Another boutique hotel is on the docket for Springfield – this time on the south side.
Siraff Inc., a St. Robert-based hotel company, purchased a 1.6-acre lot this summer at 1301 E. Lark St. In between the South National Avenue Price Cutter grocery store and Zimmerman Properties LLC’s headquarters, hotel developer Bruce Farris said he’s planning a boutique hotel concept dubbed The Hotel Urbane.
Farris said the boutique hotel would feature about 80 suites designed to attract travelers at higher price points, though he declined to disclose purchase details or expected room rates.
Farris said downtown’s Hotel Vandivort was his inspiration, noting south Springfield doesn’t have a similar option.
“The hotel should exude sophistication and a little bit of upscale style,” Farris said. “I think one of the successes of the Vandivort is that it creates this personality when you go into it. It’s like an experience.”
Springfield has seen a wave of hotel construction in recent years, with brands SpringHill Suites by Marriott and Tru by Hilton entering the market. Nearly 550 rooms were added in the city the past two years, according to Springfield Business Journal reporting.
Farris said the Siraff development group doesn’t want to follow the formula of other hotel chains, which he said are creating hotels packed with smaller-sized rooms.
“We’re attempting to go against the grain,” said Farris, who expects to break ground next year for a 2021 opening. “We want our rooms to be spacious and luxurious.”
This isn’t Farris’ first hotel venture, but it is his first boutique hotel. Around the St. Robert area, Siraff owns a Holiday Inn Express that opened in 2010, and Farris is part-owner of Farris Hospitality, which operates an extended stay hotel called Studio Z. He’s also part owner of Z-Loft Hotels LLC, which owns an extended stay hotel in the area.
“We’re just dipping our hands into different types of hotels that aren’t out there right now with the major chains,” Farris said.
The lot for The Hotel Urbane is diagonal to another developing hotel off National Avenue. A Tulsa, Oklahoma, hotel developer is building a $17.2 million Homewood Suites by Hilton just across Lark Street. Project officials broke ground in October, and it is expected to be complete in November 2020.

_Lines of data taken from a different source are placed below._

mod observability;

pub mod utility;

pub use userhub_primitives::error::ApiError;

use crate::utility::db_pool::create_db_pool;
use crate::utility::logging::setup_logging;
use crate::utility::redis_pool::create_redis_pool;
use crate::utility::server::serve;
use crate::utility::tasks::{build_router, load_env};
use eyre::Report;
use tracing::info;
use userhub_core::app_state::AppState;
use userhub_primitives::models::app_state::AppConfig;

pub async fn run() -> Result<(), Report> {
    // 1. load environment variables
    load_env();

    // 2. initialize logging first (so we can log everything else)
    setup_logging();

    info!("Starting userhub...");

    // 3. load configuration
    let config = AppConfig::from_env()?;

    // 4. create database connection pool
    let pool = create_db_pool()?;

    // 5. connect the shared Redis cache pool
    let redis = create_redis_pool(&config.redis_details).await?;

    // 6. build application state
    let state = AppState::new(pool, redis, config)?;

    // 7. initialize metrics
    let (metric_layer, metric_handle) = observability::metrics::setup_metrics();

    // 8. build axum router
    let app = build_router(state, metric_layer, metric_handle)?;

    // 9. start HTTP server
    serve(app).await?;

    info!("userhub shut down gracefully");
    Ok(())
}
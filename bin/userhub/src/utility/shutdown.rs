use tokio::signal;
use tracing::info;

pub async fn shutdown_signal() {
    let ctrl_c = async {
        signal::ctrl_c()
            .await
            .expect("Failed to install Ctrl+C handler");
    };

    #[cfg(unix)]
    let terminate = async {
        signal::unix::signal(signal::unix::SignalKind::terminate())
            .expect("Failed to install SIGTERM handler")
            .recv()
            .await;
    };

    #[cfg(not(unix))]
    let terminate = std::future::pending::<()>();

    tokio::select! {
        _ = ctrl_c => {
            info!("Received Ctrl+C");
        }
        _ = terminate => {
            info!("Received SIGTERM");
        }
    }
}
use fake::faker::internet::en::SafeEmail;
use fake::faker::name::en::Name;
use fake::Fake;

use userhub_primitives::models::{CreateUserRequest, UpdateUserRequest};

/// Create-user payload with random name and email
pub fn create_user_request() -> CreateUserRequest {
    CreateUserRequest {
        name: Name().fake(),
        email: SafeEmail().fake(),
    }
}

/// Create-user payload with a specific email
pub fn create_user_request_with_email(email: &str) -> CreateUserRequest {
    CreateUserRequest {
        name: Name().fake(),
        email: email.to_string(),
    }
}

/// Partial update touching only the name
pub fn rename_request(name: &str) -> UpdateUserRequest {
    UpdateUserRequest {
        name: Some(name.to_string()),
        email: None,
    }
}
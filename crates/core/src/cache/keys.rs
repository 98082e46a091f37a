use userhub_primitives::models::CacheInfo;

/// Derives the cache keys used by the user service. The per-user key is the
/// configured prefix followed by the decimal id; the collection key is one
/// configured constant shared by every list-all result.
#[derive(Debug, Clone)]
pub struct CacheKeys {
    all_users: String,
    user_prefix: String,
}

impl CacheKeys {
    pub fn new(config: &CacheInfo) -> Self {
        Self {
            all_users: config.all_users_key.clone(),
            user_prefix: config.user_key_prefix.clone(),
        }
    }

    pub fn all_users(&self) -> &str {
        &self.all_users
    }

    pub fn user(&self, id: i32) -> String {
        format!("{}{}", self.user_prefix, id)
    }
}
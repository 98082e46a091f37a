use crate::models::app_state::cache_details::CacheInfo;
use crate::models::app_state::redis_details::RedisInfo;
use eyre::Report;

#[derive(Debug, Clone)]
pub struct AppConfig {
    pub cache_details: CacheInfo,

    pub redis_details: RedisInfo,
}

impl AppConfig {
    pub fn from_env() -> Result<Self, Report> {
        Ok(Self {
            cache_details: CacheInfo::new()?,

            redis_details: RedisInfo::new()?,
        })
    }
}
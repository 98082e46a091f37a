use crate::config::swagger_config::ApiDoc;
use crate::handlers::{
    create_user::create_user, delete_user::delete_user, get_user::get_user, health::health_check,
    list_users::list_users, update_user::update_user,
};
use axum::routing::{get, post};
use axum::Router;
use std::sync::Arc;
use tower::ServiceBuilder;
use tower_http::{
    request_id::{MakeRequestUuid, SetRequestIdLayer},
    trace::TraceLayer,
};
use userhub_core::AppState;
use utoipa::OpenApi;
use utoipa_swagger_ui::SwaggerUi;

pub fn create_router(state: Arc<AppState>) -> Router {
    Router::new()
        .merge(SwaggerUi::new("/swagger-ui").url("/api-docs/openapi.json", ApiDoc::openapi()))
        .route("/api/users", post(create_user).get(list_users))
        .route(
            "/api/users/:id",
            get(get_user).put(update_user).delete(delete_user),
        )
        .route("/api/health", get(health_check))
        .layer(axum::extract::DefaultBodyLimit::max(2 * 1024 * 1024))
        .layer(
            ServiceBuilder::new()
                .layer(SetRequestIdLayer::x_request_id(MakeRequestUuid))
                .layer(TraceLayer::new_for_http()),
        )
        .with_state(state)
}
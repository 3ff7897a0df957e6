//! Abstract write-only stream interface

use crate::error::Result;

/// Trait for pushing serialized note content to a backing medium.
///
/// [`write_bytes`](Self::write_bytes) is the primitive; the convenience
/// methods of [`NoteStreamWriterExt`] compute lengths and delegate to it.
/// Implementations accept an empty buffer without error unless they document
/// a stricter precondition.
pub trait NoteStreamWriter {
    /// Write a raw byte buffer.
    fn write_bytes(&mut self, data: &[u8]) -> Result<()>;

    /// Flush buffered output to the backing medium.
    fn flush(&mut self) -> Result<()>;
}

/// Extension trait for convenient writing operations
pub trait NoteStreamWriterExt: NoteStreamWriter {
    /// Write a string slice.
    fn write_str(&mut self, s: &str) -> Result<()> {
        self.write_bytes(s.as_bytes())
    }

    /// Write a string slice followed by a `\n` terminator.
    fn write_line(&mut self, s: &str) -> Result<()> {
        if !s.is_empty() {
            self.write_bytes(s.as_bytes())?;
        }
        self.write_bytes(b"\n")
    }
}

// Auto-implement the extension trait for all stream writers
impl<T: NoteStreamWriter> NoteStreamWriterExt for T {}

#[cfg(test)]
mod tests {
    use super::*;

    struct VecStream(Vec<u8>);

    impl NoteStreamWriter for VecStream {
        fn write_bytes(&mut self, data: &[u8]) -> Result<()> {
            self.0.extend_from_slice(data);
            Ok(())
        }

        fn flush(&mut self) -> Result<()> {
            Ok(())
        }
    }

    #[test]
    fn test_write_str_delegates_to_primitive() {
        let mut s = VecStream(Vec::new());
        s.write_str("hello").unwrap();
        assert_eq!(s.0, b"hello");
    }

    #[test]
    fn test_write_line_appends_newline() {
        let mut s = VecStream(Vec::new());
        s.write_line("hello").unwrap();
        s.write_line("world").unwrap();
        assert_eq!(s.0, b"hello\nworld\n");
    }

    #[test]
    fn test_write_line_empty_is_bare_newline() {
        let mut s = VecStream(Vec::new());
        s.write_line("").unwrap();
        assert_eq!(s.0, b"\n");
    }
}
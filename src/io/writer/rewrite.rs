//! Finalize-time rewrite passes.
//!
//! A finished file still carries the placeholder line emitted at open time
//! and possibly one embedded preview line. Deleting a line from a byte
//! stream requires a full rewrite: each pass reads the original, writes the
//! surviving content to a `.tmp` sibling, and swaps the copy over the
//! original. The passes run sequentially inside `close()`, so the shared
//! temp suffix cannot collide.
//!
//! Failure policy: a pass that cannot run returns `Err`, leaves the original
//! file as the previous step left it, and never leaves the temp file behind.

use std::fs::{self, File};
use std::io::{self, BufRead, BufReader, Write};
use std::path::{Path, PathBuf};

use flate2::read::GzDecoder;

use crate::error::{NoteError, Result};
use crate::preview::is_preview_line;

use super::sink::{FileSink, SinkMode};

/// Suffix appended to the destination path for a pass's scratch copy.
const TEMP_SUFFIX: &str = ".tmp";

/// The `.tmp` sibling of `path`.
fn temp_path(path: &Path) -> PathBuf {
    let mut os = path.as_os_str().to_os_string();
    os.push(TEMP_SUFFIX);
    PathBuf::from(os)
}

/// Open the finished file for reading, decoding if the sink compressed it.
///
/// Both passes operate on the logical document lines, so a gzip-written file
/// is read through a decoder and its filtered copy is re-encoded.
fn open_source(path: &Path, mode: SinkMode) -> Result<Box<dyn BufRead>> {
    let file = File::open(path).map_err(|source| NoteError::Open {
        path: path.to_path_buf(),
        source,
    })?;
    Ok(match mode {
        SinkMode::Plain => Box::new(BufReader::new(file)),
        SinkMode::Gzip => Box::new(BufReader::new(GzDecoder::new(file))),
    })
}

/// Swap the filtered copy over the original.
///
/// A plain rename replaces atomically where the platform allows it; the
/// remove-then-rename fallback covers platforms where renaming onto an
/// existing file fails.
fn replace_original(path: &Path, tmp: &Path) -> io::Result<()> {
    match fs::rename(tmp, path) {
        Ok(()) => Ok(()),
        Err(_) => {
            fs::remove_file(path)?;
            fs::rename(tmp, path)
        }
    }
}

/// Remove exactly the first line of the file at `path`.
///
/// Discards everything up to and including the first `\n` (the whole content
/// if there is none) and copies the remainder byte-for-byte. An empty file
/// stays empty.
pub(crate) fn strip_leading_line(path: &Path, mode: SinkMode) -> Result<()> {
    let tmp = temp_path(path);
    let mut source = open_source(path, mode)?;
    let out = FileSink::create(&tmp, mode)?;

    if let Err(e) = copy_tail(source.as_mut(), out) {
        let _ = fs::remove_file(&tmp);
        return Err(NoteError::Io(e));
    }
    drop(source);
    if let Err(e) = replace_original(path, &tmp) {
        let _ = fs::remove_file(&tmp);
        return Err(NoteError::Io(e));
    }
    Ok(())
}

/// Discard the first line of `source`, then copy the rest into `out`.
fn copy_tail(source: &mut dyn BufRead, mut out: FileSink) -> io::Result<()> {
    let mut first = Vec::new();
    source.read_until(b'\n', &mut first)?;
    io::copy(source, &mut out)?;
    out.finish()
}

/// Remove the embedded preview line from the file at `path`, if present.
///
/// Returns whether a preview line was found. When none is, the original file
/// is left byte-identical and the scratch copy is discarded, skipping the
/// pointless replacement.
pub(crate) fn strip_preview_line(path: &Path, mode: SinkMode) -> Result<bool> {
    let tmp = temp_path(path);
    let mut source = open_source(path, mode)?;
    let out = FileSink::create(&tmp, mode)?;

    match filter_preview(source.as_mut(), out) {
        Ok(false) => {
            let _ = fs::remove_file(&tmp);
            Ok(false)
        }
        Ok(true) => {
            drop(source);
            if let Err(e) = replace_original(path, &tmp) {
                let _ = fs::remove_file(&tmp);
                return Err(NoteError::Io(e));
            }
            Ok(true)
        }
        Err(e) => {
            let _ = fs::remove_file(&tmp);
            Err(NoteError::Io(e))
        }
    }
}

/// Copy every line of `source` into `out`, skipping preview lines.
///
/// Lines are compared without their `\n` terminator (`\r` is part of the
/// line) and written back with exactly one `\n`, so an unterminated final
/// line gains a terminator, but only when a replacement happens at all.
fn filter_preview(source: &mut dyn BufRead, mut out: FileSink) -> io::Result<bool> {
    let mut found = false;
    let mut line = Vec::new();
    loop {
        line.clear();
        if source.read_until(b'\n', &mut line)? == 0 {
            break;
        }
        let content = line.strip_suffix(b"\n").unwrap_or(&line);
        if is_preview_line(content) {
            found = true;
            continue;
        }
        out.write_all(content)?;
        out.write_all(b"\n")?;
    }
    out.finish()?;
    Ok(found)
}
//! Embedded preview metadata lines.
//!
//! A note document may carry its thumbnail as a single text line wrapping an
//! encoded payload in `<preview>`/`</preview>` tags. The line is editor-side
//! metadata; finished files do not keep it, so the writer strips it when the
//! file is finalized.

/// Opening tag of an embedded preview line.
pub const PREVIEW_START: &str = "<preview>";

/// Closing tag of an embedded preview line.
pub const PREVIEW_END: &str = "</preview>";

/// Check whether `line` is an embedded preview line.
///
/// `line` must not include its newline terminator. A preview line starts
/// with `<preview>` at offset 0 and ends with `</preview>` occupying exactly
/// its final 10 bytes.
pub fn is_preview_line(line: &[u8]) -> bool {
    line.starts_with(PREVIEW_START.as_bytes()) && line.ends_with(PREVIEW_END.as_bytes())
}

/// Build a preview line embedding an encoded thumbnail payload.
///
/// The payload must not contain newline characters; the returned line is
/// terminated with `\n`.
pub fn preview_line(payload: &str) -> String {
    debug_assert!(
        !payload.contains('\n'),
        "preview payload must be a single line"
    );
    format!("{PREVIEW_START}{payload}{PREVIEW_END}\n")
}

#[cfg(test)]
mod tests {
    use super::*;
    use proptest::prelude::*;

    #[test]
    fn test_matching_line() {
        assert!(is_preview_line(b"<preview>iVBORw0KGgo=</preview>"));
        assert!(is_preview_line(b"<preview></preview>"));
    }

    #[test]
    fn test_tags_alone_do_not_match() {
        assert!(!is_preview_line(b"<preview>"));
        assert!(!is_preview_line(b"</preview>"));
        assert!(!is_preview_line(b""));
    }

    #[test]
    fn test_prefix_must_be_at_offset_zero() {
        assert!(!is_preview_line(b" <preview>x</preview>"));
        assert!(!is_preview_line(b"x<preview>x</preview>"));
    }

    #[test]
    fn test_suffix_must_end_the_line() {
        assert!(!is_preview_line(b"<preview>x</preview> "));
        assert!(!is_preview_line(b"<preview>x</preview>x"));
    }

    #[test]
    fn test_preview_line_wraps_payload() {
        let line = preview_line("abc");
        assert_eq!(line, "<preview>abc</preview>\n");
        assert!(is_preview_line(line.trim_end_matches('\n').as_bytes()));
    }

    proptest! {
        #[test]
        fn prop_wrapped_payload_always_matches(payload in "[A-Za-z0-9+/=]{0,64}") {
            let line = preview_line(&payload);
            prop_assert!(is_preview_line(line.trim_end_matches('\n').as_bytes()));
        }

        #[test]
        fn prop_plain_text_never_matches(line in "[A-Za-z0-9 ]{0,64}") {
            prop_assert!(!is_preview_line(line.as_bytes()));
        }
    }
}
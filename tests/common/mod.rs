//! Shared test utilities for notestream integration tests.

#![allow(dead_code)]

use std::fs;
use std::io::Read;
use std::path::{Path, PathBuf};

use flate2::read::GzDecoder;

/// Resolve path into the `test_output/` directory, creating it if needed.
pub fn test_output_path(filename: &str) -> PathBuf {
    let dir = PathBuf::from(env!("CARGO_MANIFEST_DIR")).join("test_output");
    let _ = fs::create_dir_all(&dir);
    dir.join(filename)
}

/// Read a finished plain file back as a string.
pub fn read_plain(path: &Path) -> String {
    fs::read_to_string(path).unwrap_or_else(|e| panic!("Cannot read {}: {e}", path.display()))
}

/// Read a finished gzip file back as a decoded string.
pub fn read_gzip(path: &Path) -> String {
    let file = fs::File::open(path)
        .unwrap_or_else(|e| panic!("Cannot open {}: {e}", path.display()));
    let mut s = String::new();
    GzDecoder::new(file)
        .read_to_string(&mut s)
        .unwrap_or_else(|e| panic!("Cannot decode {}: {e}", path.display()));
    s
}

/// The `.tmp` sibling a rewrite pass would use for `path`.
pub fn temp_sibling(path: &Path) -> PathBuf {
    let mut os = path.as_os_str().to_os_string();
    os.push(".tmp");
    PathBuf::from(os)
}
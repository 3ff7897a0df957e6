//! Tagged file sink: plain or gzip-compressed output.
//!
//! The encoding is a constructor-time choice; both variants share the same
//! write/finish contract, so the writer and the rewrite passes never branch
//! on it beyond construction.

use std::fs::File;
use std::io::{self, BufWriter, Write};
use std::path::Path;

use flate2::write::GzEncoder;
use flate2::Compression;

use crate::error::{NoteError, Result};

/// Output encoding selected when a writer is created.
#[derive(Debug, Clone, Copy, PartialEq, Eq)]
pub enum SinkMode {
    /// Bytes are written to the file as-is.
    Plain,
    /// Bytes are gzip-compressed on the way to the file.
    Gzip,
}

/// A file handle opened in truncate mode, wrapped in the encoder the mode
/// calls for.
pub(crate) enum FileSink {
    Plain(BufWriter<File>),
    Gzip(GzEncoder<BufWriter<File>>),
}

impl FileSink {
    /// Open `path` for writing, truncating any existing content.
    pub(crate) fn create(path: &Path, mode: SinkMode) -> Result<Self> {
        let file = File::create(path).map_err(|source| NoteError::Open {
            path: path.to_path_buf(),
            source,
        })?;
        let buf = BufWriter::new(file);
        Ok(match mode {
            SinkMode::Plain => FileSink::Plain(buf),
            SinkMode::Gzip => FileSink::Gzip(GzEncoder::new(buf, Compression::default())),
        })
    }

    /// Flush buffers and write the stream trailer, releasing the handle.
    pub(crate) fn finish(self) -> io::Result<()> {
        match self {
            FileSink::Plain(mut w) => w.flush(),
            FileSink::Gzip(w) => w.finish().and_then(|mut inner| inner.flush()),
        }
    }
}

impl Write for FileSink {
    fn write(&mut self, buf: &[u8]) -> io::Result<usize> {
        match self {
            FileSink::Plain(w) => w.write(buf),
            FileSink::Gzip(w) => w.write(buf),
        }
    }

    fn flush(&mut self) -> io::Result<()> {
        match self {
            FileSink::Plain(w) => w.flush(),
            FileSink::Gzip(w) => w.flush(),
        }
    }
}
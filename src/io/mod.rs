//! I/O module for writing note document files

pub mod writer;

pub use writer::{NoteFileWriter, NoteStreamWriter, NoteStreamWriterExt, SinkMode};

Springfield has seen several hotels go online in the last few years, said Tracy Kimberlin, president and CEO of the Springfield Convention and Visitors Bureau. Kimberlin said the local market has recorded a significant increase in supply since the 2017 opening of the Wonders of Wildlife National Museum and Aquarium.
In December 2017, Springfield had 5,666 rooms, and by September of this year, 545 rooms had been added, Kimberlin said, citing CVB data. With Tru by Hilton set to open in November and Homewood Suites by Hilton slated for late 2020, Kimberlin said those additions will result in a 13.5% increase in supply since 2017.
“If you hit the right concept in the right location, you can do well even in an overbuilt market. And we are in an overbuilt market right now,” Kimberlin said.
He said the occupancy rate for hotels in Springfield was about 65% before the wave of construction started three years ago. CVB data shows the occupancy rate through September this year is at 62.7%.
“We’re headed the wrong direction. Most of the hotels being built do not increase demand,” Kimberlin said. “You’re not going to come to a city just to stay in a hotel. You’re going to stay for another reason.”
Other boutique hotels in Springfield include Vib by Best Western and Hotel Vandivort. O’Reilly Hospitality Management LLC also has plans to open a boutique hotel downtown under a Marriott brand called The Moxy.
The Moxy concept is one that Kimberlin foresees doing well in Springfield because of customer loyalty to Marriott. He said he doesn’t know if the market for a boutique hotel exists in south Springfield, and the CVB has not conducted a feasibility study on boutique hotels.
Farris said The Moxy is different than The Hotel Urbane, because The Moxy includes smaller-sized rooms.
“They work better in places like New York or Chicago,” he said.
As for the Homewood Suites in south Springfield, Farris said he’s not worried about the nearby development.
“We’re going after two different types of clientele, as far as I’m concerned,” he said.
The Hotel Urbane design features will not target young families, he said, citing the lack of a pool as an example.
Kimberlin said hotels with price points higher than $110 per night are running the highest occupancy – 74% year to date – and that Springfield’s average daily rate is less than $90.
Farris said he doesn’t think he’ll have a problem attracting travelers to his boutique hotel, which he expects to be used frequently by people traveling on business to the south side.
“People kind of weigh the price they pay for the room versus the value,” Farris said. “I think in Springfield, they’re willing to pay a little more for something nicer.”